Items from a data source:
+--
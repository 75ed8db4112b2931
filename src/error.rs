use thiserror::Error;

/// Errors returned by the spatial datastore backing the grid cells.
#[derive(Debug, Clone, Error)]
pub enum StoreError {
    /// A query or commit was rejected by the datastore
    #[error("Query failed: {0}")]
    Query(String),

    /// The datastore could not be reached
    #[error("Connection error: {0}")]
    Connection(String),

    /// A row came back in a shape we cannot interpret
    #[error("Decode error: {0}")]
    Decode(String),

    /// Cells could not be encoded into a vector tile
    #[error("Tile encoding failed: {0}")]
    Encode(String),
}

/// Errors raised while reading or converting geometries.
#[derive(Debug, Clone, PartialEq, Error)]
pub enum GeometryError {
    /// The GeoJSON document could not be parsed
    #[error("Invalid GeoJSON: {0}")]
    InvalidGeoJson(String),

    /// Only Polygon and MultiPolygon boundaries can be tessellated
    #[error("Unsupported geometry type: {0}")]
    UnsupportedType(String),

    /// A ring has a position with fewer than two coordinates or non-finite values
    #[error("Invalid ring: {message}")]
    InvalidRing { message: String },

    /// A hexagon index string is not a valid H3 cell
    #[error("Invalid cell index: {0}")]
    InvalidCellIndex(String),
}

/// Errors surfaced by the grid planning, generation and serving layers.
#[derive(Debug, Clone, Error)]
pub enum GridError {
    /// Resolution count or area bounds rejected before any persistence
    #[error("Invalid configuration: {reason}")]
    InvalidConfiguration { reason: String },

    /// Area or project is missing, or has no boundary
    #[error("{target} not found")]
    TargetNotFound { target: String },

    /// Boundary geometry could not be used
    #[error("Geometry error: {0}")]
    Geometry(#[from] GeometryError),

    /// No cells exist for the requested resolution or zoom
    #[error("No grid data available")]
    NoDataAvailable,

    /// Datastore query or commit failure
    #[error("Datastore error: {0}")]
    Datastore(#[from] StoreError),

    /// Another generation run holds the same scope
    #[error("Grid generation already running for {target}")]
    GenerationInProgress { target: String },

    /// Tile address outside the tile pyramid
    #[error("Invalid tile {z}/{x}/{y}")]
    InvalidTile { z: u8, x: u32, y: u32 },
}

impl GridError {
    /// Shorthand for [`GridError::InvalidConfiguration`].
    pub fn invalid_config(reason: impl Into<String>) -> Self {
        GridError::InvalidConfiguration {
            reason: reason.into(),
        }
    }
}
+--
Among the lines above, please count those that contain the string "target" and write the number by itself.

4